Saturdays traffic log jam in the City was partly down to lack of information about car parking space availability.
The Council’s “on line” site http://www.yorklive.info/ still does not provide the kind of information that was available 15 years ago, we – together with many other Cities – had a system which showed the total number of spaces at car parks and the number of spaces that were free at each.
Council web site
The web site is still available (click here) but it is not updated and indeed contains details of car parks which no longer exist, while the number of spaces at others is clearly wrong. It currently advises users that the Leeman Road “commuter” car park has -1 spaces.
The “on line” system has not worked properly since the Council moved offices 4 years ago,
Street information boards on the arterial roads, that indicated where parking space could be found, have also been removed.
The result is that large numbers of cars circle the City looking for parking spaces – adding unnecessarily to congestion and pollution levels.
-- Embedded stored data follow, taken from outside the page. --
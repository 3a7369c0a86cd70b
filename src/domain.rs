use std::fmt;
use std::str::FromStr;

use chrono::NaiveDate;
use clap::ValueEnum;
use serde::{Deserialize, Serialize};

use crate::error::KiraError;

#[derive(Debug, Clone, Copy, PartialEq, Eq, Hash, PartialOrd, Ord, Serialize, Deserialize)]
#[serde(try_from = "String", into = "String")]
pub struct TaxId(u32);

impl TaxId {
    pub fn new(value: u32) -> Self {
        Self(value)
    }

    pub fn get(self) -> u32 {
        self.0
    }
}

impl fmt::Display for TaxId {
    fn fmt(&self, f: &mut fmt::Formatter<'_>) -> fmt::Result {
        write!(f, "{}", self.0)
    }
}

impl FromStr for TaxId {
    type Err = KiraError;

    fn from_str(value: &str) -> Result<Self, Self::Err> {
        let trimmed = value.trim();
        let digits = trimmed
            .strip_prefix("taxon:")
            .or_else(|| trimmed.strip_prefix("NCBITaxon:"))
            .unwrap_or(trimmed);
        match digits.parse::<u32>() {
            Ok(id) if id > 0 => Ok(Self(id)),
            _ => Err(KiraError::InvalidTaxId(value.to_string())),
        }
    }
}

impl TryFrom<String> for TaxId {
    type Error = KiraError;

    fn try_from(value: String) -> Result<Self, Self::Error> {
        value.parse()
    }
}

impl From<TaxId> for String {
    fn from(value: TaxId) -> Self {
        value.to_string()
    }
}

/// Scientific name used by Reactome for the organisms GO publishes annotations for.
pub fn species_name(taxid: TaxId) -> Option<&'static str> {
    match taxid.get() {
        9606 => Some("Homo sapiens"),
        10090 => Some("Mus musculus"),
        10116 => Some("Rattus norvegicus"),
        7955 => Some("Danio rerio"),
        7227 => Some("Drosophila melanogaster"),
        6239 => Some("Caenorhabditis elegans"),
        559292 => Some("Saccharomyces cerevisiae"),
        _ => None,
    }
}

#[derive(Debug, Clone, Copy, PartialEq, Eq, Default, Serialize, Deserialize, ValueEnum)]
#[serde(rename_all = "lowercase")]
pub enum RunMode {
    #[default]
    Prod,
    Test,
}

impl fmt::Display for RunMode {
    fn fmt(&self, f: &mut fmt::Formatter<'_>) -> fmt::Result {
        match self {
            RunMode::Prod => write!(f, "prod"),
            RunMode::Test => write!(f, "test"),
        }
    }
}

impl FromStr for RunMode {
    type Err = KiraError;

    fn from_str(value: &str) -> Result<Self, Self::Err> {
        match value.trim().to_lowercase().as_str() {
            "prod" | "production" | "live" => Ok(RunMode::Prod),
            "test" | "dry-run" => Ok(RunMode::Test),
            _ => Err(KiraError::InvalidRunMode(value.to_string())),
        }
    }
}

/// What the loader does with an edge whose endpoint is not in the store.
#[derive(Debug, Clone, Copy, PartialEq, Eq, Default, Serialize, Deserialize, ValueEnum)]
#[serde(rename_all = "lowercase")]
pub enum EdgePolicy {
    #[default]
    Skip,
    Fail,
}

impl fmt::Display for EdgePolicy {
    fn fmt(&self, f: &mut fmt::Formatter<'_>) -> fmt::Result {
        match self {
            EdgePolicy::Skip => write!(f, "skip"),
            EdgePolicy::Fail => write!(f, "fail"),
        }
    }
}

impl FromStr for EdgePolicy {
    type Err = KiraError;

    fn from_str(value: &str) -> Result<Self, Self::Err> {
        match value.trim().to_lowercase().as_str() {
            "skip" => Ok(EdgePolicy::Skip),
            "fail" | "fail-fast" => Ok(EdgePolicy::Fail),
            _ => Err(KiraError::InvalidEdgePolicy(value.to_string())),
        }
    }
}

/// How often an upstream dataset publishes, which fixes the version a fresh
/// local copy must carry.
#[derive(Debug, Clone, Copy, PartialEq, Eq)]
pub enum ReleaseCadence {
    Monthly,
    Fixed(&'static str),
}

impl ReleaseCadence {
    pub fn version_for(self, today: NaiveDate) -> String {
        match self {
            ReleaseCadence::Monthly => today.format("%Y-%m").to_string(),
            ReleaseCadence::Fixed(release) => release.to_string(),
        }
    }
}

#[cfg(test)]
mod tests {
    use assert_matches::assert_matches;

    use super::*;

    #[test]
    fn parse_taxid_prefixed() {
        let id: TaxId = "taxon:9606".parse().unwrap();
        assert_eq!(id.get(), 9606);
    }

    #[test]
    fn parse_taxid_invalid() {
        let err = "human".parse::<TaxId>().unwrap_err();
        assert_matches!(err, KiraError::InvalidTaxId(_));
        let err = "0".parse::<TaxId>().unwrap_err();
        assert_matches!(err, KiraError::InvalidTaxId(_));
    }

    #[test]
    fn monthly_version() {
        let date = NaiveDate::from_ymd_opt(2026, 3, 9).unwrap();
        assert_eq!(ReleaseCadence::Monthly.version_for(date), "2026-03");
        assert_eq!(ReleaseCadence::Fixed("v8").version_for(date), "v8");
    }
}
use std::fs::{self, File};
use std::io;
use std::path::Path;
use std::thread;
use std::time::Duration;

use reqwest::blocking::Client;
use reqwest::header::{HeaderMap, HeaderValue, USER_AGENT};
use tracing::{debug, warn};

use crate::error::KiraError;
use crate::graphdb::RetryPolicy;

/// Transport used by sources to pull upstream files.
pub trait Fetcher: Send + Sync {
    fn fetch(&self, source_id: &str, url: &str, destination: &Path) -> Result<(), KiraError>;
}

#[derive(Clone)]
pub struct HttpFetcher {
    client: Client,
    retry: RetryPolicy,
}

/// Outcome of one failed attempt; `Transient` is retried while budget remains.
enum AttemptError {
    Transient(KiraError),
    Fatal(KiraError),
}

impl HttpFetcher {
    pub fn new(timeout: Duration) -> Result<Self, KiraError> {
        let mut headers = HeaderMap::new();
        headers.insert(
            USER_AGENT,
            HeaderValue::from_str(&format!("kira-bg/{}", env!("CARGO_PKG_VERSION")))
                .map_err(|err| KiraError::Filesystem(err.to_string()))?,
        );
        let client = Client::builder()
            .default_headers(headers)
            .timeout(timeout)
            .build()
            .map_err(|err| KiraError::Fetch {
                source_id: "http".to_string(),
                message: err.to_string(),
            })?;
        Ok(Self {
            client,
            retry: RetryPolicy {
                max_attempts: 4,
                base_delay: Duration::from_millis(500),
            },
        })
    }

    /// Same attempt budget and backoff as store writes.
    pub fn with_retry(mut self, retry: RetryPolicy) -> Self {
        self.retry = retry;
        self
    }

    // One request, body streamed into a truncated destination.
    fn attempt(&self, source_id: &str, url: &str, destination: &Path) -> Result<(), AttemptError> {
        let fetch_error = |err: &dyn std::fmt::Display| KiraError::Fetch {
            source_id: source_id.to_string(),
            message: format!("{url}: {err}"),
        };

        let mut response = match self.client.get(url).send() {
            Ok(response) => response,
            Err(err) if is_retryable_error(&err) => {
                return Err(AttemptError::Transient(fetch_error(&err)));
            }
            Err(err) => return Err(AttemptError::Fatal(fetch_error(&err))),
        };

        let status = response.status().as_u16();
        if !response.status().is_success() {
            let message = response
                .text()
                .unwrap_or_else(|_| format!("request to {url} failed"));
            let err = KiraError::FetchStatus {
                source_id: source_id.to_string(),
                status,
                message,
            };
            return Err(if is_retryable_status(status) {
                AttemptError::Transient(err)
            } else {
                AttemptError::Fatal(err)
            });
        }

        let mut file = File::create(destination)
            .map_err(|err| AttemptError::Fatal(KiraError::Filesystem(err.to_string())))?;
        io::copy(&mut response, &mut file)
            .map_err(|err| AttemptError::Transient(fetch_error(&err)))?;
        Ok(())
    }
}

impl Fetcher for HttpFetcher {
    fn fetch(&self, source_id: &str, url: &str, destination: &Path) -> Result<(), KiraError> {
        debug!(source = source_id, url, "fetching");
        if let Some(parent) = destination.parent() {
            fs::create_dir_all(parent).map_err(|err| KiraError::Filesystem(err.to_string()))?;
        }

        let max_attempts = self.retry.max_attempts.max(1);
        let mut attempt = 1u32;
        loop {
            match self.attempt(source_id, url, destination) {
                Ok(()) => return Ok(()),
                Err(AttemptError::Transient(err)) if attempt < max_attempts => {
                    warn!(source = source_id, url, attempt, error = %err, "retrying download");
                    thread::sleep(self.retry.delay(attempt));
                    attempt += 1;
                }
                Err(AttemptError::Transient(err) | AttemptError::Fatal(err)) => return Err(err),
            }
        }
    }
}

fn is_retryable_status(status: u16) -> bool {
    matches!(status, 429 | 500 | 502 | 503 | 504)
}

fn is_retryable_error(err: &reqwest::Error) -> bool {
    err.is_timeout() || err.is_connect() || err.is_request() || err.is_body()
}

#[cfg(test)]
mod tests {
    use std::io::{Read, Write};
    use std::net::TcpListener;
    use std::sync::Arc;
    use std::sync::atomic::{AtomicUsize, Ordering};

    use assert_matches::assert_matches;

    use super::*;

    /// Serves one canned response per connection, then stops accepting.
    fn serve(responses: Vec<String>) -> (String, Arc<AtomicUsize>) {
        let listener = TcpListener::bind("127.0.0.1:0").unwrap();
        let url = format!("http://{}/file.txt", listener.local_addr().unwrap());
        let connections = Arc::new(AtomicUsize::new(0));
        let counter = connections.clone();
        thread::spawn(move || {
            for response in responses {
                let Ok((mut stream, _)) = listener.accept() else {
                    return;
                };
                counter.fetch_add(1, Ordering::SeqCst);
                let mut request = Vec::new();
                let mut buf = [0u8; 1024];
                while !request.windows(4).any(|w| w == b"\r\n\r\n") {
                    match stream.read(&mut buf) {
                        Ok(0) | Err(_) => break,
                        Ok(n) => request.extend_from_slice(&buf[..n]),
                    }
                }
                let _ = stream.write_all(response.as_bytes());
                let _ = stream.flush();
            }
        });
        (url, connections)
    }

    fn ok(body: &str, declared_len: usize) -> String {
        format!(
            "HTTP/1.1 200 OK\r\nContent-Length: {declared_len}\r\nConnection: close\r\n\r\n{body}"
        )
    }

    fn fetcher(max_attempts: u32) -> HttpFetcher {
        HttpFetcher::new(Duration::from_secs(5))
            .unwrap()
            .with_retry(RetryPolicy {
                max_attempts,
                base_delay: Duration::from_millis(1),
            })
    }

    #[test]
    fn truncated_body_is_retried() {
        let (url, connections) = serve(vec![ok("hello", 100), ok("hello world", 11)]);
        let dir = tempfile::tempdir().unwrap();
        let destination = dir.path().join("file.txt");

        fetcher(3).fetch("gtex", &url, &destination).unwrap();

        assert_eq!(connections.load(Ordering::SeqCst), 2);
        assert_eq!(fs::read_to_string(&destination).unwrap(), "hello world");
    }

    #[test]
    fn unavailable_then_ok_is_retried() {
        let unavailable =
            "HTTP/1.1 503 Service Unavailable\r\nContent-Length: 4\r\nConnection: close\r\n\r\nbusy"
                .to_string();
        let (url, connections) = serve(vec![unavailable, ok("names", 5)]);
        let dir = tempfile::tempdir().unwrap();
        let destination = dir.path().join("file.txt");

        fetcher(3).fetch("reactome", &url, &destination).unwrap();

        assert_eq!(connections.load(Ordering::SeqCst), 2);
        assert_eq!(fs::read_to_string(&destination).unwrap(), "names");
    }

    #[test]
    fn attempts_are_bounded_by_max_attempts() {
        let unavailable =
            "HTTP/1.1 503 Service Unavailable\r\nContent-Length: 4\r\nConnection: close\r\n\r\nbusy"
                .to_string();
        let (url, connections) = serve(vec![unavailable.clone(), unavailable.clone(), unavailable]);
        let dir = tempfile::tempdir().unwrap();

        let err = fetcher(2)
            .fetch("reactome", &url, &dir.path().join("file.txt"))
            .unwrap_err();

        assert_matches!(err, KiraError::FetchStatus { status: 503, .. });
        assert_eq!(connections.load(Ordering::SeqCst), 2);
    }

    #[test]
    fn not_found_is_not_retried() {
        let missing =
            "HTTP/1.1 404 Not Found\r\nContent-Length: 0\r\nConnection: close\r\n\r\n".to_string();
        let (url, connections) = serve(vec![missing, ok("late", 4)]);
        let dir = tempfile::tempdir().unwrap();

        let err = fetcher(3)
            .fetch("gtex", &url, &dir.path().join("file.txt"))
            .unwrap_err();

        assert_matches!(err, KiraError::FetchStatus { status: 404, .. });
        assert_eq!(connections.load(Ordering::SeqCst), 1);
    }

    #[test]
    fn retryable_statuses() {
        assert!(is_retryable_status(503));
        assert!(is_retryable_status(429));
        assert!(!is_retryable_status(404));
    }
}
By now the City should have a system linked with satellite navigation services which would guide drivers to the nearest available free space. Far from moving forward with this kind of the improvement, the Council seems to be heading backwards into the mid twentieth century.
Once popular car parks like the 290 space Piccadilly multi storey have seen usage fall since the space available signs were withdrawn
The Council may be reluctant to publicise car parks in the city centre as it – understandably – wants to encourage the use of park and ride, but it needs to make a policy statement quickly on what it is doing, and what it plans to do in the future, to deal with demand peaks.
The Council makes over £2 million a year “profit” on car parking in the City. It would be well advised to plough some of this back into resurfacing the car parks and providing 21st century standards of information.
Hopefully they will be able to do something before the two busiest days of the year (the Saturday before Christmas and Christmas Eve) when pressure on spaces will peak.